Así, vistas las cosas a un año de distancia, nos complace comprobar que, aun cuando, como decíamos arriba, llegó un momento (finales de 2018) en que no alcanzábamos a vislumbrar la luz al final del túnel, finalmente las aguas pudieron volver a su cauce; y claro, el mundo, como vaticinaban los interesados en mantener ese orden de cosas, no se nos vino sobre nuestras cabezas. Lo que dependiendo del prisma con que se mire, bien puede ser prueba irrefutable de un par de posibles hechos: o de que los peruanos tenemos, a pesar de todo, algo de suerte, porque ¿de qué otra forma podríamos entender el que nos hayamos librado de la anarquía social, cuando estábamos a un paso de caer en ella?; o de que en el Perú, como sucedió con algunos de nuestros más cercanos vecinos, se viene cocinando algo tan pero tan grande, que, cuando menos lo esperemos, habrá de sacarnos de la modorra en que parecemos haber caído, y nos llevará a donde nadie en su sano juicio quisiera que llegáramos. Ahí están Bolivia y Chile para recordarnos que nada es lo que parece.
Pero tranquilos, que nada de esto último pasará. No pasó durante este 2019, que se perfilaba como el año de nuestra hecatombe, y no pasará el año próximo. Ello porque todos aquí sabemos que en el Perú lo que nos sobra es la suerte. Y es que si la tienen nuestros más “ilustres” políticos, que, a pesar de todas las evidencias que puedan existir en su contra, no los pueden mantener presos, ¿por qué no habríamos de tenerla el común de los peruanos, que entenados del destino tampoco es que seamos? Tranquilos, decíamos, porque no importa cuán cerca lleguemos a estar del abismo, que no nos caeremos. Y, si por alguna razón trastabilláramos, y corriéramos el riesgo de irnos de bruces, pues que estiraremos la mano, y nos cogeremos de lo primero que encontremos, y saldremos a flote.
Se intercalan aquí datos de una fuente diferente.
use diesel::result::Error as DieselError;
use thiserror::Error;

use crate::schedule::ScheduleError;

// Create a type alias for Result using our Error type
pub type Result<T> = std::result::Result<T, Error>;

/// Root error type for the productivity core
#[derive(Error, Debug)]
pub enum Error {
    #[error("Database operation failed: {0}")]
    Database(#[from] DatabaseError),

    #[error("Input validation failed: {0}")]
    Validation(#[from] ValidationError),

    #[error("Schedule generation failed: {0}")]
    Schedule(#[from] ScheduleError),
}

impl Error {
    /// True when the underlying cause is a missing row.
    pub fn is_not_found(&self) -> bool {
        matches!(
            self,
            Error::Database(DatabaseError::QueryFailed(DieselError::NotFound))
        )
    }
}

#[derive(Error, Debug)]
pub enum DatabaseError {
    #[error("Failed to connect to database: {0}")]
    ConnectionFailed(#[from] diesel::result::ConnectionError),

    #[error("Failed to create database pool: {0}")]
    PoolCreationFailed(#[from] r2d2::Error),

    #[error("Database query failed: {0}")]
    QueryFailed(#[from] DieselError),

    #[error("Database migration failed: {0}")]
    MigrationFailed(String),
}

#[derive(Error, Debug)]
pub enum ValidationError {
    #[error("Invalid input: {0}")]
    InvalidInput(String),

    #[error("Required field '{0}' is missing")]
    MissingField(String),
}

// Implement From for DieselError to Error directly
impl From<DieselError> for Error {
    fn from(err: DieselError) -> Self {
        Error::Database(DatabaseError::QueryFailed(err))
    }
}

impl From<r2d2::Error> for Error {
    fn from(e: r2d2::Error) -> Self {
        Error::Database(DatabaseError::PoolCreationFailed(e))
    }
}

impl From<std::io::Error> for Error {
    fn from(err: std::io::Error) -> Self {
        Error::Validation(ValidationError::InvalidInput(err.to_string()))
    }
}

impl From<serde_json::Error> for Error {
    fn from(err: serde_json::Error) -> Self {
        Error::Validation(ValidationError::InvalidInput(err.to_string()))
    }
}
El caso es que nos salvaremos.
De modo que ya pueden venir fujimoristas y apristas; ya pueden reaparecer cuantas lacras habidas y por haber conforman nuestra deleznable clase política; todos a una dispuestos a querer sumirnos nuevamente en el desconcierto, en la zozobra, en la congoja, que no lograrán su objetivo. Podrán intimidarnos. Podrán fustigarnos. Podrán amedrentarnos. Nada de ello, sin embargo, conseguirá que volvamos a incurrir en los errores del pasado. Porque, aunque parezca no ser más que una trillada frase hecha, “no hay mal que dure cien años”. Y es verdad: no lo hay. A lo sumo once. Todo es cuestión de levantar la cabeza, y recordar que sin importar cuán oscuro sea el túnel, siempre hay una luz esperándonos al final de este. Que este 2020, que ya se avecina, nos traiga esa luz que a lo largo de todo este año que ya se nos escurre de las manos anduvimos buscando. Sabrá Dios si la encontraremos. En cualquier caso, y como dicen los que saben medir muy bien sus palabras, no interesa cuán oscura sea la más oscura de las oscuras noches, pues siempre habrá un mañana.